--- Supplied material ---

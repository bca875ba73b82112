//! Tests for the export loading service

use std::path::PathBuf;

use tempfile::TempDir;

use rstree::application::{ApplicationError, ExportService};
use rstree::config::Settings;
use rstree::domain::TreeNode;
use rstree::util::testing;

fn create_export(dir: &TempDir, name: &str, content: &str) -> PathBuf {
    let path = dir.path().join(name);
    if let Some(parent) = path.parent() {
        std::fs::create_dir_all(parent).ok();
    }
    std::fs::write(&path, content).expect("write export file");
    path
}

fn default_service() -> ExportService {
    ExportService::from_settings(&Settings::default()).expect("valid default settings")
}

#[test]
fn given_export_file_when_parsing_then_tree_returned() {
    testing::init_test_setup();
    let temp = TempDir::new().unwrap();
    let path = create_export(
        &temp,
        "model.txt",
        "|--- Age <= 30.00\n|   |--- class: 0\n|   |--- class: 1\n",
    );

    let export = default_service().parse_file(&path).expect("parse export");

    assert_eq!(export.path, path);
    assert_eq!(export.tree.condition(), Some("Age <= 30.00"));
    assert_eq!(export.tree.leaf_classes(), vec![0, 1]);
}

#[test]
fn given_missing_file_when_parsing_then_file_not_found() {
    let result = default_service().parse_file(&PathBuf::from("/nonexistent/model.txt"));

    assert!(matches!(result, Err(ApplicationError::FileNotFound(_))));
}

#[test]
fn given_non_utf8_file_when_parsing_then_invalid_encoding() {
    let temp = TempDir::new().unwrap();
    let path = temp.path().join("binary.txt");
    std::fs::write(&path, [0xff, 0xfe, 0x00, 0x80]).expect("write binary file");

    let result = default_service().parse_file(&path);

    assert!(matches!(result, Err(ApplicationError::InvalidEncoding(_))));
}

#[test]
fn given_mixed_directory_when_scanning_then_only_exports_in_sorted_order() {
    let temp = TempDir::new().unwrap();
    create_export(&temp, "b_model.txt", "|--- B <= 1.00\n|   |--- class: 0\n");
    create_export(&temp, "a_model.txt", "|--- A <= 1.00\n|   |--- class: 1\n");
    create_export(&temp, "notes.md", "# not an export\n");
    create_export(&temp, "nested/c_model.txt", "|--- C <= 1.00\n|   |--- class: 2\n");

    let exports = default_service()
        .scan_directory(temp.path())
        .expect("scan directory");

    let names: Vec<String> = exports
        .iter()
        .map(|e| e.path.file_name().unwrap().to_string_lossy().into_owned())
        .collect();
    assert_eq!(names, vec!["a_model.txt", "b_model.txt", "c_model.txt"]);
}

#[test]
fn given_undecodable_export_when_scanning_then_skipped() {
    let temp = TempDir::new().unwrap();
    create_export(&temp, "good.txt", "|--- A <= 1.00\n|   |--- class: 0\n");
    std::fs::write(temp.path().join("bad.txt"), [0xff, 0xfe]).expect("write binary file");

    let exports = default_service()
        .scan_directory(temp.path())
        .expect("scan tolerates undecodable files");

    assert_eq!(exports.len(), 1);
    assert!(exports[0].path.ends_with("good.txt"));
}

#[test]
fn given_file_path_when_scanning_then_not_a_directory() {
    let temp = TempDir::new().unwrap();
    let path = create_export(&temp, "model.txt", "|--- A <= 1.00\n");

    let result = default_service().scan_directory(&path);

    assert!(matches!(result, Err(ApplicationError::NotADirectory(_))));
}

#[test]
fn given_missing_directory_when_scanning_then_file_not_found() {
    let result = default_service().scan_directory(&PathBuf::from("/nonexistent/exports"));

    assert!(matches!(result, Err(ApplicationError::FileNotFound(_))));
}

#[test]
fn given_parsed_export_when_laying_out_then_layout_matches_tree() {
    let temp = TempDir::new().unwrap();
    let path = create_export(
        &temp,
        "model.txt",
        "|--- A <= 1.00\n|   |--- B <= 2.00\n|   |   |--- class: 0\n|   |--- B >  2.00\n|   |   |--- class: 1\n",
    );
    let service = default_service();

    let export = service.parse_file(&path).expect("parse export");
    let placed = service.layout(&export.tree).expect("decision root");

    assert_eq!(placed.condition, "A <= 1.00");
    assert_eq!(placed.visible_children.len(), 2);

    // leaf-only export yields no layout
    let leaf = TreeNode::Leaf { class_id: 1 };
    assert_eq!(service.layout(&leaf), None);
}

#[test]
fn given_custom_extension_when_scanning_then_respected() {
    let temp = TempDir::new().unwrap();
    create_export(&temp, "model.tree", "|--- A <= 1.00\n|   |--- class: 0\n");
    create_export(&temp, "model.txt", "|--- B <= 1.00\n|   |--- class: 1\n");

    let mut settings = Settings::default();
    settings.export_extension = "tree".into();
    let service = ExportService::from_settings(&settings).expect("valid settings");

    let exports = service.scan_directory(temp.path()).expect("scan directory");

    assert_eq!(exports.len(), 1);
    assert!(exports[0].path.ends_with("model.tree"));
}
//! rstree: decision-tree text exports parsed into trees and drawing layouts
//!
//! Takes the flat, indentation-encoded export format produced by tree-model
//! introspection tools (`|--- feature <= 5.50` / `|   |--- class: 1`) and
//! turns it into a validated hierarchical [`domain::TreeNode`] plus a
//! renderer-agnostic [`domain::LayoutNode`] placement tree.
//!
//! Parsing is deliberately total: malformed exports degrade to best-effort
//! partial trees or the empty-tree sentinel instead of failing. Errors exist
//! only at the file-loading boundary in [`application`].
//!
//! ```
//! use rstree::domain::{layout, parse_tree};
//!
//! let tree = parse_tree("|--- Age <= 30.00\n|   |--- class: 0\n");
//! assert_eq!(tree.leaf_classes(), vec![0]);
//! let placed = layout(&tree).expect("decision root");
//! assert!(placed.visible_children.is_empty());
//! ```

pub mod application;
pub mod cli;
pub mod config;
pub mod domain;
pub mod exitcode;
pub mod util;

pub use application::{ApplicationError, ApplicationResult, ExportService, ParsedExport};
pub use config::Settings;
pub use domain::{layout, parse_tree, LayoutNode, TreeNode};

---

▸ Problem details
Say every entry again, exactly as it reads.

▸ Output below
repository bca875ba73b82112
//! Tests for the export loading service

use std::path::PathBuf;

use tempfile::TempDir;

use rstree::application::{ApplicationError, ExportService};
use rstree::config::Settings;
use rstree::domain::TreeNode;
use rstree::util::testing;

fn create_export(dir: &TempDir, name: &str, content: &str) -> PathBuf {
    let path = dir.path().join(name);
    if let Some(parent) = path.parent() {
        std::fs::create_dir_all(parent).ok();
    }
    std::fs::write(&path, content).expect("write export file");
    path
}

fn default_service() -> ExportService {
    ExportService::from_settings(&Settings::default()).expect("valid default settings")
}

#[test]
fn given_export_file_when_parsing_then_tree_returned() {
    testing::init_test_setup();
    let temp = TempDir::new().unwrap();
    let path = create_export(
        &temp,
        "model.txt",
        "|--- Age <= 30.00\n|   |--- class: 0\n|   |--- class: 1\n",
    );

    let export = default_service().parse_file(&path).expect("parse export");

    assert_eq!(export.path, path);
    assert_eq!(export.tree.condition(), Some("Age <= 30.00"));
    assert_eq!(export.tree.leaf_classes(), vec![0, 1]);
}

#[test]
fn given_missing_file_when_parsing_then_file_not_found() {
    let result = default_service().parse_file(&PathBuf::from("/nonexistent/model.txt"));

    assert!(matches!(result, Err(ApplicationError::FileNotFound(_))));
}

#[test]
fn given_non_utf8_file_when_parsing_then_invalid_encoding() {
    let temp = TempDir::new().unwrap();
    let path = temp.path().join("binary.txt");
    std::fs::write(&path, [0xff, 0xfe, 0x00, 0x80]).expect("write binary file");

    let result = default_service().parse_file(&path);

    assert!(matches!(result, Err(ApplicationError::InvalidEncoding(_))));
}

#[test]
fn given_mixed_directory_when_scanning_then_only_exports_in_sorted_order() {
    let temp = TempDir::new().unwrap();
    create_export(&temp, "b_model.txt", "|--- B <= 1.00\n|   |--- class: 0\n");
    create_export(&temp, "a_model.txt", "|--- A <= 1.00\n|   |--- class: 1\n");
    create_export(&temp, "notes.md", "# not an export\n");
    create_export(&temp, "nested/c_model.txt", "|--- C <= 1.00\n|   |--- class: 2\n");

    let exports = default_service()
        .scan_directory(temp.path())
        .expect("scan directory");

    let names: Vec<String> = exports
        .iter()
        .map(|e| e.path.file_name().unwrap().to_string_lossy().into_owned())
        .collect();
    assert_eq!(names, vec!["a_model.txt", "b_model.txt", "c_model.txt"]);
}

#[test]
fn given_undecodable_export_when_scanning_then_skipped() {
    let temp = TempDir::new().unwrap();
    create_export(&temp, "good.txt", "|--- A <= 1.00\n|   |--- class: 0\n");
    std::fs::write(temp.path().join("bad.txt"), [0xff, 0xfe]).expect("write binary file");

    let exports = default_service()
        .scan_directory(temp.path())
        .expect("scan tolerates undecodable files");

    assert_eq!(exports.len(), 1);
    assert!(exports[0].path.ends_with("good.txt"));
}

#[test]
fn given_file_path_when_scanning_then_not_a_directory() {
    let temp = TempDir::new().unwrap();
    let path = create_export(&temp, "model.txt", "|--- A <= 1.00\n");

    let result = default_service().scan_directory(&path);

    assert!(matches!(result, Err(ApplicationError::NotADirectory(_))));
}

#[test]
fn given_missing_directory_when_scanning_then_file_not_found() {
    let result = default_service().scan_directory(&PathBuf::from("/nonexistent/exports"));

    assert!(matches!(result, Err(ApplicationError::FileNotFound(_))));
}

#[test]
fn given_parsed_export_when_laying_out_then_layout_matches_tree() {
    let temp = TempDir::new().unwrap();
    let path = create_export(
        &temp,
        "model.txt",
        "|--- A <= 1.00\n|   |--- B <= 2.00\n|   |   |--- class: 0\n|   |--- B >  2.00\n|   |   |--- class: 1\n",
    );
    let service = default_service();

    let export = service.parse_file(&path).expect("parse export");
    let placed = service.layout(&export.tree).expect("decision root");

    assert_eq!(placed.condition, "A <= 1.00");
    assert_eq!(placed.visible_children.len(), 2);

    // leaf-only export yields no layout
    let leaf = TreeNode::Leaf { class_id: 1 };
    assert_eq!(service.layout(&leaf), None);
}

#[test]
fn given_custom_extension_when_scanning_then_respected() {
    let temp = TempDir::new().unwrap();
    create_export(&temp, "model.tree", "|--- A <= 1.00\n|   |--- class: 0\n");
    create_export(&temp, "model.txt", "|--- B <= 1.00\n|   |--- class: 1\n");

    let mut settings = Settings::default();
    settings.export_extension = "tree".into();
    let service = ExportService::from_settings(&settings).expect("valid settings");

    let exports = service.scan_directory(temp.path()).expect("scan directory");

    assert_eq!(exports.len(), 1);
    assert!(exports[0].path.ends_with("model.tree"));
}
//! rstree: decision-tree text exports parsed into trees and drawing layouts
//!
//! Takes the flat, indentation-encoded export format produced by tree-model
//! introspection tools (`|--- feature <= 5.50` / `|   |--- class: 1`) and
//! turns it into a validated hierarchical [`domain::TreeNode`] plus a
//! renderer-agnostic [`domain::LayoutNode`] placement tree.
//!
//! Parsing is deliberately total: malformed exports degrade to best-effort
//! partial trees or the empty-tree sentinel instead of failing. Errors exist
//! only at the file-loading boundary in [`application`].
//!
//! ```
//! use rstree::domain::{layout, parse_tree};
//!
//! let tree = parse_tree("|--- Age <= 30.00\n|   |--- class: 0\n");
//! assert_eq!(tree.leaf_classes(), vec![0]);
//! let placed = layout(&tree).expect("decision root");
//! assert!(placed.visible_children.is_empty());
//! ```

pub mod application;
pub mod cli;
pub mod config;
pub mod domain;
pub mod exitcode;
pub mod util;

pub use application::{ApplicationError, ApplicationResult, ExportService, ParsedExport};
pub use config::Settings;
pub use domain::{layout, parse_tree, LayoutNode, TreeNode};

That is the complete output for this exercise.